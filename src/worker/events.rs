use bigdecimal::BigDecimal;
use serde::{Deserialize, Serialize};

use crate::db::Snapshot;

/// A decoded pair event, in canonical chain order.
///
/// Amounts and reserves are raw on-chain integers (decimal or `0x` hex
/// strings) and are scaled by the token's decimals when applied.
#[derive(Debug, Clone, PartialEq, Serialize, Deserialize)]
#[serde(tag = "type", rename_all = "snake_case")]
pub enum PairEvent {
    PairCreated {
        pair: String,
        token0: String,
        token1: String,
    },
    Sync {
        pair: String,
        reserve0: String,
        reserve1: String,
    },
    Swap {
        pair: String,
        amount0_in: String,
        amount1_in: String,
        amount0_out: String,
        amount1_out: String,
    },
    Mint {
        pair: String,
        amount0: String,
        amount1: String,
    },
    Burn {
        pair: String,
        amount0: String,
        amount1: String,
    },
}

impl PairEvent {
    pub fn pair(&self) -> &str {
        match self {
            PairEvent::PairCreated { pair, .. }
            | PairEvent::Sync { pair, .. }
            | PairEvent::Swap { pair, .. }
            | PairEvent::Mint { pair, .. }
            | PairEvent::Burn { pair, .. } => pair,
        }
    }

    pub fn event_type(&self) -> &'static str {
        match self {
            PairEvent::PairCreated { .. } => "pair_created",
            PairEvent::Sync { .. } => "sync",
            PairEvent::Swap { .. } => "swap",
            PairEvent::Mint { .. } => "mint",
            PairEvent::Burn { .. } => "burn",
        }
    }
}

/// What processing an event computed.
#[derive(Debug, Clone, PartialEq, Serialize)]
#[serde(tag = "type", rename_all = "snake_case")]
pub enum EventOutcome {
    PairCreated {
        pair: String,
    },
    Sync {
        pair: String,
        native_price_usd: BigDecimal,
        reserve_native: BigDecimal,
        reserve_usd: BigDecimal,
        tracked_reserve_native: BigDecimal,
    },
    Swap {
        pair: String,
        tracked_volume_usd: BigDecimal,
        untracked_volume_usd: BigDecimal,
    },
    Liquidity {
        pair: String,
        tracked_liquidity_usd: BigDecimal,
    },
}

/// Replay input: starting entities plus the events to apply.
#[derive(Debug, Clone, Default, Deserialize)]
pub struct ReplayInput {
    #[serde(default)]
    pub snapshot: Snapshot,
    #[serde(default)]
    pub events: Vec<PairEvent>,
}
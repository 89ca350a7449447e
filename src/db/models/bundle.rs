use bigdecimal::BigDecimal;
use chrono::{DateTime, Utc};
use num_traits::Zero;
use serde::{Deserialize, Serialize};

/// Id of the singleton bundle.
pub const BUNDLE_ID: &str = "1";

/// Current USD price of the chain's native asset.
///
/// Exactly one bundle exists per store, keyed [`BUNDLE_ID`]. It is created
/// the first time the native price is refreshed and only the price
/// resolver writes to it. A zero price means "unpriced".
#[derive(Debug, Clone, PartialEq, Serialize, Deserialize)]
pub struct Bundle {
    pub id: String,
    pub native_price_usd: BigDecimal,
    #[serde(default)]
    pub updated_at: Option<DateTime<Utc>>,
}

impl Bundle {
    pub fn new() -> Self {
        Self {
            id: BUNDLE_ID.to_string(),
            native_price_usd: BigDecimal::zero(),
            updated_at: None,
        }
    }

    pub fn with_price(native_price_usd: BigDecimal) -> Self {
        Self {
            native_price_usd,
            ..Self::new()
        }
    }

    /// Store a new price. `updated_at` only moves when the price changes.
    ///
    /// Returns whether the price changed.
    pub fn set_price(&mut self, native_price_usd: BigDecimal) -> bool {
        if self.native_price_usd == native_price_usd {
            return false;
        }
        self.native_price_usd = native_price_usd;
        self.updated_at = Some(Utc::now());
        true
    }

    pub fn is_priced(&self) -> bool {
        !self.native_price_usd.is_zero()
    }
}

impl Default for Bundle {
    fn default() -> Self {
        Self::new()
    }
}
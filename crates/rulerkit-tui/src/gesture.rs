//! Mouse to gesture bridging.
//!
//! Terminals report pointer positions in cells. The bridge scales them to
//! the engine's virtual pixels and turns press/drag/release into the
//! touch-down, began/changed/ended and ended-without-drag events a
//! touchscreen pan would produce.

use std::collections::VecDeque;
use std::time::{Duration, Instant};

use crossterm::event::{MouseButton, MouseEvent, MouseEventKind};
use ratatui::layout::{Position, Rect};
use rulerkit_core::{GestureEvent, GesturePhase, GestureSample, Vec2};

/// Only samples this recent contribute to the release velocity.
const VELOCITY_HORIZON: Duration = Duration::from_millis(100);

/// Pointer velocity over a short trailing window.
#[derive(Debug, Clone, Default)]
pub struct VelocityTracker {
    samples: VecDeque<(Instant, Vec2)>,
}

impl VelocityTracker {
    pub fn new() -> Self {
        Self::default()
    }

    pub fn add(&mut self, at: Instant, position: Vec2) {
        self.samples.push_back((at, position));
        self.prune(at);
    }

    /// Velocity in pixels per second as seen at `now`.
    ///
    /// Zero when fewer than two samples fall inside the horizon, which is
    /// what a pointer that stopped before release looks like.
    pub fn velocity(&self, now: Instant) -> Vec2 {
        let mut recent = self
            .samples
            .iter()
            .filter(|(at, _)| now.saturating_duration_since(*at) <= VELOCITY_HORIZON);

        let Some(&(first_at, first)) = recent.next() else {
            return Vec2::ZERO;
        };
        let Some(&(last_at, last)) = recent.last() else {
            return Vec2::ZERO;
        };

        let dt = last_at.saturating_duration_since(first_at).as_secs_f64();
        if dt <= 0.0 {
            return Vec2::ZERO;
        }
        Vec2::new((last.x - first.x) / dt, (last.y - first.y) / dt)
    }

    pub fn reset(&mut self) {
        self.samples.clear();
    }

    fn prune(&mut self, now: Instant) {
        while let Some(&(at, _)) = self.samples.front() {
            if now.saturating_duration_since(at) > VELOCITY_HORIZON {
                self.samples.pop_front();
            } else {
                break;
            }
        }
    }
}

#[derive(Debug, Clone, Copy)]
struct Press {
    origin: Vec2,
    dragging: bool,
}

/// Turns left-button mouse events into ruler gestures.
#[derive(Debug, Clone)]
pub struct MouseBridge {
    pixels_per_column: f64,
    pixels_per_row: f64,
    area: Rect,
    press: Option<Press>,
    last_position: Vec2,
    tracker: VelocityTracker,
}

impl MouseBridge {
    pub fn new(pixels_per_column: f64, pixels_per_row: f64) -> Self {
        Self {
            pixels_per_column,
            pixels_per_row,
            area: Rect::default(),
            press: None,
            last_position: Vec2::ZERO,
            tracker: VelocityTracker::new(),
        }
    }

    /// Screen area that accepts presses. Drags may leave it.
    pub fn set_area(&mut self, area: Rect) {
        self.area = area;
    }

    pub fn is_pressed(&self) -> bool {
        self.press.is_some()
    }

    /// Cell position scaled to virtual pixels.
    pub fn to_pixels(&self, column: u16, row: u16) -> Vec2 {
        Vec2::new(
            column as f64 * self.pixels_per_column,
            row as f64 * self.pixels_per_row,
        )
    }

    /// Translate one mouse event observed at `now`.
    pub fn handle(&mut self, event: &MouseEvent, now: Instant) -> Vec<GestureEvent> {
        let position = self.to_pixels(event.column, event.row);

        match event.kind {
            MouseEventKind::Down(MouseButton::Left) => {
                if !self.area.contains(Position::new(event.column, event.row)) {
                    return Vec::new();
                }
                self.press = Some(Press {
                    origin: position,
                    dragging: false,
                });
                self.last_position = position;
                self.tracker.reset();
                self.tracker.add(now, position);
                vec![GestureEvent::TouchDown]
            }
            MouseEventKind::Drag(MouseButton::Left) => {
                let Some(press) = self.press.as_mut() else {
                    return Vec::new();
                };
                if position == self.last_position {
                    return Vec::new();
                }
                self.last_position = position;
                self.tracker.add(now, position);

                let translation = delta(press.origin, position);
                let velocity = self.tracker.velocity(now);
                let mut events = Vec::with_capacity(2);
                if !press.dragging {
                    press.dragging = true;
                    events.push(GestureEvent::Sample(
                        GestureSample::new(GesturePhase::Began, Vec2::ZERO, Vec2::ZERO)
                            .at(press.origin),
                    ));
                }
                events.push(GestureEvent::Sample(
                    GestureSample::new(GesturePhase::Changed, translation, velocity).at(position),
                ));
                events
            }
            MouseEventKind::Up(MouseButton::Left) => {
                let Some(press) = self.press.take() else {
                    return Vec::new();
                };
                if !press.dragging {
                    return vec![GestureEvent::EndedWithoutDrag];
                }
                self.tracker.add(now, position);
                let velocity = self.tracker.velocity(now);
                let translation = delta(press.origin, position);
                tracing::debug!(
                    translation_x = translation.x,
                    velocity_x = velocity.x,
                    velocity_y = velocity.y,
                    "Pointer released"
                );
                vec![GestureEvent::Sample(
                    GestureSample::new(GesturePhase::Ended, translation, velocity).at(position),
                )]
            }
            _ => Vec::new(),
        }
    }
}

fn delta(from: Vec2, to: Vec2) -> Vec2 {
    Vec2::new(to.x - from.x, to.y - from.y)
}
----------------------------------------
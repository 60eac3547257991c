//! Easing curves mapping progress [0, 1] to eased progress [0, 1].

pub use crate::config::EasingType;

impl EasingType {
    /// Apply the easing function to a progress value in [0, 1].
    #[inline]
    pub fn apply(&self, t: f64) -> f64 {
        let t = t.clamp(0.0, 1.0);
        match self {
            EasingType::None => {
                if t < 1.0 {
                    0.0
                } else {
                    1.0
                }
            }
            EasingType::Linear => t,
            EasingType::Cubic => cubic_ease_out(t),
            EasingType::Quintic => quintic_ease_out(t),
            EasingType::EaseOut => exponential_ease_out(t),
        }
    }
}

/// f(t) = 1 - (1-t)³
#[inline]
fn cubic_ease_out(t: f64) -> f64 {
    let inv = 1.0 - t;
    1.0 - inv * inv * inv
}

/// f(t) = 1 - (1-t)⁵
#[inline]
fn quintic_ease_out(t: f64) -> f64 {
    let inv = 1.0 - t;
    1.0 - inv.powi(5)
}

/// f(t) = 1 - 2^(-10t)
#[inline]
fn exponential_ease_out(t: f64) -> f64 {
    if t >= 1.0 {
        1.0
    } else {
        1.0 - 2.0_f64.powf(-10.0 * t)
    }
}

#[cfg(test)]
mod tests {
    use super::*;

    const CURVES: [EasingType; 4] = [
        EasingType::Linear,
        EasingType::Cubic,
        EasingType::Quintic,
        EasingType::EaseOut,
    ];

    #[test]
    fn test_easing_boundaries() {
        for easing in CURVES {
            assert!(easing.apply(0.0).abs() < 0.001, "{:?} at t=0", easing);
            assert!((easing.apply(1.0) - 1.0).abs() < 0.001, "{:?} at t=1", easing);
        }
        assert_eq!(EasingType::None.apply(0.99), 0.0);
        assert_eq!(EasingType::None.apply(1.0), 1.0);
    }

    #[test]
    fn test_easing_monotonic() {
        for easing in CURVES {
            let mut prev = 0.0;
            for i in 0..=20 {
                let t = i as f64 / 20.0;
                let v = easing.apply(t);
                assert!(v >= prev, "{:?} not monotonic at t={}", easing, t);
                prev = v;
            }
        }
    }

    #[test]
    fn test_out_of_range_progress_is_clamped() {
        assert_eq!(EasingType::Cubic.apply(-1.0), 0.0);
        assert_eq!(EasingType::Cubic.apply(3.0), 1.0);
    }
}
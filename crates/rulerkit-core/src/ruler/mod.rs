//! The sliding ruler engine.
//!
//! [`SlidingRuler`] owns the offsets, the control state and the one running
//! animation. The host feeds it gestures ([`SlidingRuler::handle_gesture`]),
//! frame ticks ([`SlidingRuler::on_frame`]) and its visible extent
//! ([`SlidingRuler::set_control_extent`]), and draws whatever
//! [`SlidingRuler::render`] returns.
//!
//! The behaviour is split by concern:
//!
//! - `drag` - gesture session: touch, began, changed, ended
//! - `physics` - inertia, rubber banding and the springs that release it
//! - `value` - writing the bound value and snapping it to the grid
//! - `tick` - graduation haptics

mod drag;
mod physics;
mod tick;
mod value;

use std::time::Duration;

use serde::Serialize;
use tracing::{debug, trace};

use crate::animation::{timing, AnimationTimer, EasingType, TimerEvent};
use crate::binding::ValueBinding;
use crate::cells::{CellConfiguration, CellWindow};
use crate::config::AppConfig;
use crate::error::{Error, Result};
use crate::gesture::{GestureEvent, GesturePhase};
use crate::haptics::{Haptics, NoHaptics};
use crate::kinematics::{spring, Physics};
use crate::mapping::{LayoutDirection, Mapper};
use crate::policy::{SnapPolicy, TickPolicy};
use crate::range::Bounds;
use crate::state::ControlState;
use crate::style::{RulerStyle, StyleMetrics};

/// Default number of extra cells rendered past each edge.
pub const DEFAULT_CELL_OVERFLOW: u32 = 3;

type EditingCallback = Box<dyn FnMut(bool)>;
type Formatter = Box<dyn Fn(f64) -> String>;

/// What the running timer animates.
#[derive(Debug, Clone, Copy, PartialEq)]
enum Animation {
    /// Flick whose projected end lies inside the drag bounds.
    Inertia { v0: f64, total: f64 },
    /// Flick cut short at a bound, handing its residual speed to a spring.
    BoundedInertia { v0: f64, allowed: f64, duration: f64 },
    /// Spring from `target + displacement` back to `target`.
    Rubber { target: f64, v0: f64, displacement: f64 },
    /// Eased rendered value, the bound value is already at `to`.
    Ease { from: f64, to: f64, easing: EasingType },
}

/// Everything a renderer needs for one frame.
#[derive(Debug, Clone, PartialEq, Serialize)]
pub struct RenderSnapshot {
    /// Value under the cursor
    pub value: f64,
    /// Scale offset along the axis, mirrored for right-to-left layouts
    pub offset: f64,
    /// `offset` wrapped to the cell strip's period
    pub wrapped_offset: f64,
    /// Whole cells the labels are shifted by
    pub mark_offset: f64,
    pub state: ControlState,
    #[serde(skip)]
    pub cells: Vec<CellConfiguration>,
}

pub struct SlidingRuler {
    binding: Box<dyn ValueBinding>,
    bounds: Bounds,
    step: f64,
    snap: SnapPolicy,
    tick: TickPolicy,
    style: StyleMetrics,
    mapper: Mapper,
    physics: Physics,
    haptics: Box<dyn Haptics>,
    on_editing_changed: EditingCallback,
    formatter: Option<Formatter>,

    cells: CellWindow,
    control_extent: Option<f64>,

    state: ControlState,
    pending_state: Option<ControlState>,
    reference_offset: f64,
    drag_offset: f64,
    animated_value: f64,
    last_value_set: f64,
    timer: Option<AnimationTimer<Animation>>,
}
----------------------------------------
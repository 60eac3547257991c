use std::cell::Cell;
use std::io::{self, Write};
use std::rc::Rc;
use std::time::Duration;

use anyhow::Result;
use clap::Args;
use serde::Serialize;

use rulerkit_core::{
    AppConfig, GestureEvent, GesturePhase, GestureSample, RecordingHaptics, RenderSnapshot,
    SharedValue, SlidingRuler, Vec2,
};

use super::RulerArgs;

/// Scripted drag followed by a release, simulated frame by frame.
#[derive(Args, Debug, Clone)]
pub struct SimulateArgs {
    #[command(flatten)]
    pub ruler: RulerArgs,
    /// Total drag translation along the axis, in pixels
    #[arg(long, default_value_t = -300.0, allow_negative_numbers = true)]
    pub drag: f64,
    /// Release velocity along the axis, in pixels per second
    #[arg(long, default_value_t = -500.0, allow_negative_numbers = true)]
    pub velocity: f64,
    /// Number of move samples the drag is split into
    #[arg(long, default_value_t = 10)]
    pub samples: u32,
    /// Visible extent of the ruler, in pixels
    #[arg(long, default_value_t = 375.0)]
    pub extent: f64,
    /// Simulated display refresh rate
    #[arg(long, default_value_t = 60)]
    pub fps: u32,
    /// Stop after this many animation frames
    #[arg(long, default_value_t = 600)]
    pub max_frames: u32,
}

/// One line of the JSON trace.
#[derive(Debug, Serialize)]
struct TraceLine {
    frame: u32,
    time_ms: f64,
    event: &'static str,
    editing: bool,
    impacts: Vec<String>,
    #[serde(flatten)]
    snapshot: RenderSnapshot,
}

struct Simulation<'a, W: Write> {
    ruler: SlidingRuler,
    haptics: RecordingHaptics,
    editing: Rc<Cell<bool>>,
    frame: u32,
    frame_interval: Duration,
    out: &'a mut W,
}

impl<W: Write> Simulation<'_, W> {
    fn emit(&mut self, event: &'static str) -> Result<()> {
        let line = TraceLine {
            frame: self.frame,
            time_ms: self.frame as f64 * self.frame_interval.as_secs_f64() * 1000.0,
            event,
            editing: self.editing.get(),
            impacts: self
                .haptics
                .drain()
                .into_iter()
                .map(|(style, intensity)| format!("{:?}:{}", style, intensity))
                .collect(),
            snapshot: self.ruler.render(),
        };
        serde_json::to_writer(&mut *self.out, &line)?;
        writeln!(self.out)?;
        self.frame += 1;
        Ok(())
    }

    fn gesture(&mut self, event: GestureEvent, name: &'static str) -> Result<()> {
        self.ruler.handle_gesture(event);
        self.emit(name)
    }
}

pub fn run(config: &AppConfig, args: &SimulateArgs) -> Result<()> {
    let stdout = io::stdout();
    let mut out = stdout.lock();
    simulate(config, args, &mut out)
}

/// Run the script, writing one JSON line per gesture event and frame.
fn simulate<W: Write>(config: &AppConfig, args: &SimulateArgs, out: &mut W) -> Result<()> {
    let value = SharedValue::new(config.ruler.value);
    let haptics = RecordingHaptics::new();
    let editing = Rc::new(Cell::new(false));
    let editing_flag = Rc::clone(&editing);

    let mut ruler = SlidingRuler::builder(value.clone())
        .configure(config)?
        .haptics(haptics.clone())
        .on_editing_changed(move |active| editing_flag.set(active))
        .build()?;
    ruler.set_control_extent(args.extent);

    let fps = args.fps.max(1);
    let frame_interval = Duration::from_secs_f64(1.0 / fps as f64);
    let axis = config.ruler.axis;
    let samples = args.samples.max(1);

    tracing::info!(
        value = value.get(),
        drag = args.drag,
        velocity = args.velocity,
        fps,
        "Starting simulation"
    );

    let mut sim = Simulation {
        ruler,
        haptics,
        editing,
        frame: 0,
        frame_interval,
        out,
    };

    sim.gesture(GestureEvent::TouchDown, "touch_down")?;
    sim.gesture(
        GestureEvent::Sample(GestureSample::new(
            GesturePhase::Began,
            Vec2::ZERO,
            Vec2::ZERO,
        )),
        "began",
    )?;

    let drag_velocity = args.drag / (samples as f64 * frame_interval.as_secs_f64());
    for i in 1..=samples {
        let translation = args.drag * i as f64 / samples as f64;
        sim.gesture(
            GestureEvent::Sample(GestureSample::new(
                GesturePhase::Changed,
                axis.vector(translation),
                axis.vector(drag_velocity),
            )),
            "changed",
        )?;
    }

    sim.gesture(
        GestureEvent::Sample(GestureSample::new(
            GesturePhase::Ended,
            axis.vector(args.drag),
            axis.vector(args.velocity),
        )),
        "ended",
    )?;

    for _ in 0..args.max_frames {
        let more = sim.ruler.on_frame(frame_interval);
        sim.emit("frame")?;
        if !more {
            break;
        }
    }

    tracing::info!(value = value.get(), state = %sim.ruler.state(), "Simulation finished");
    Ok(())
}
----------------------------------------
EXERCISE INSTRUCTIONS
Please reproduce the lines from the line with "self.samples.clear();" to the line with "#[derive(Debug, Clone, Copy)]", both ends included, exactly as they appear above.

TASK ANSWER
        self.samples.clear();
    }

    fn prune(&mut self, now: Instant) {
        while let Some(&(at, _)) = self.samples.front() {
            if now.saturating_duration_since(at) > VELOCITY_HORIZON {
                self.samples.pop_front();
            } else {
                break;
            }
        }
    }
}

#[derive(Debug, Clone, Copy)]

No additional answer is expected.